Data Management

Article Index

One of the biggest differences between well trained software engineers and those who are self-taught programmers is the way they manage data in programs. When working on programs of non-trivial complexity, the trained professional will spend a great deal of his time working out how to organise the information that must be handled. The self-taught programmers tend to give most of their attention to constructing the algorithms.

We all have some intuitive understanding of algorithms: cooking is based around algorithms ("recipes"); everything we learned in school mathematics is about algorithms; even in subjects such as English and foreign languages, we were taught algorithms for spelling, plurals, tenses, word-ending agreements and so on. (Parents of primary school children in the UK will find that teachers now use the word "algorithm" quite a lot as a method of introducing computing concepts to children.) Few of us have any level of sophistication in methods of handling information either intuitive or taught.

Before we go any further, incidentally, we might as well clear up a distinction between the terms data and information. Data consists of the numbers and words stored in computer memory (or even on paper sheets). Information is data that has meaning associated with it. The same number (as stored in a computer file) can be used to designate the length of a journey (in kilometres/miles?) or the weight of a bag of flour, or the time (in miutes?) it take to perform a task. The number is of little use until it is assigned an interpretation.

Computer algorithms do not know anything about the meaning of the data they handle. They will perform the same calculation using our numbers whether they are distances, times, or weights. It is up to the program designer to ensure that the numbers use by the program have been given a consistent interpretation. (A spacecraft sent by NASA to land on Mars notoriously crashed into the surface because a measure of distance was assumed by some parts of the guidance software to be in meters and in other parts to be in miles.)

Programmers often make mistakes when constructing software. The ones that are easiest to find are those where the error is in the specification of an algorithm, because odd behaviour caused by an error in one program line can usually be noted and tracked to its source with systematic searches. An error in interpretation of meaning often produces much more subtle failures and can be extremely difficult to track to the source of the problem because it is not localised.

We handle the design of complicated algorithms by decomposition - breaking down the algorithm into component parts, and breaking those down in to simpler parts, until at the lowest level we can see exactly how to code the algorithms. Usually the decomposition is mirrored in the program structure by using subprograms. Hence, the problem of manipulating photographs into the modified forms displayed on this website (as in the Woodland Transformations Gallery for example) breaks down into top level steps as follows:

Read photograph from a JPEG disk file.
Loop until the program is terminated.
1. Handle a control input (generally a key is depressed perhaps associated with a mouse position)
2. Use the control input to modify the stored parameters that govern the image transformation algorithm.
3. Transform the photographic image.
4. Display the transformed image.

Each of these steps is implemented with a subprogram, but the "Transform" step, which is mathematically complex, is also broken down into a number of subprograms of its own, including an upper layer that handles the iteration of every pixel in the output image plane, and a lower layer that applies the a complex mapping algorithm to generate the pixel value at that point.
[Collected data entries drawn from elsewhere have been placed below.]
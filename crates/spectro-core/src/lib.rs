//! # Spectro Core Library
//!
//! Driver for Secomam S250 and Prim spectrophotometers on a serial line.

#![warn(missing_docs)]
#![cfg_attr(docsrs, feature(doc_cfg))]

//!
//! This library provides:
//! - The S250 binary protocol (command framing and response decoding)
//! - A serial transport with bounded reads
//! - A single-threaded command dispatcher with strict FIFO ordering
//! - Connection lifecycle management
//! - A callback-based client facade
//! - A simulated instrument for running without hardware
//!
//! ## Supported instruments
//!
//! - Secomam S250 I+/E+ and S250 T+
//! - Secomam Prim Advanced and Prim Light
//!
//! ## Example
//!
//! ```rust,ignore
//! use spectro_core::prelude::*;
//!
//! let (delivery, mut inbox) = ChannelDelivery::new();
//! let spectro = Spectrometer::new(DriverConfig::default()).with_delivery(delivery);
//! spectro.connect("/dev/ttyUSB0")?;
//!
//! spectro.set_wavelength(540, |r| println!("wavelength set: {:?}", r))?;
//! spectro.get_absorbance(|r| println!("absorbance: {:?}", r))?;
//! inbox.pump_timeout(std::time::Duration::from_secs(10));
//! ```

pub mod client;
pub mod config;
pub mod demo;
pub mod driver;
pub mod protocol;

/// Re-export commonly used types
pub mod prelude {
    pub use crate::client::{
        AutotestReport, ChannelDelivery, Delivery, Immediate, Inbox, Spectrometer,
    };
    pub use crate::config::{DeviceCapabilities, DriverConfig};
    pub use crate::demo::{SimulatedOpener, SimulatedSpectrometer, SimulatorControl};
    pub use crate::driver::{S250Driver, SpectroDevice};
    pub use crate::protocol::{
        Command, ConnectionState, DeviceModel, DeviceReading, ProtocolError, Response,
        SpectrumPoint, SpectrumProgress,
    };
}

/// Library version
pub const VERSION: &str = env!("CARGO_PKG_VERSION");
The professional software engineer is also trained to decompose information into hierarchical structures, and also to understand how relationships between different bundles of information can be accurately represented in software. This skill is not intuitive for the vast majority of people, and normally needs a good deal of practice to master. Few self-taught programmers bother to acquire this skill at the level of software professionals. Many do not even realise that they lack the skill.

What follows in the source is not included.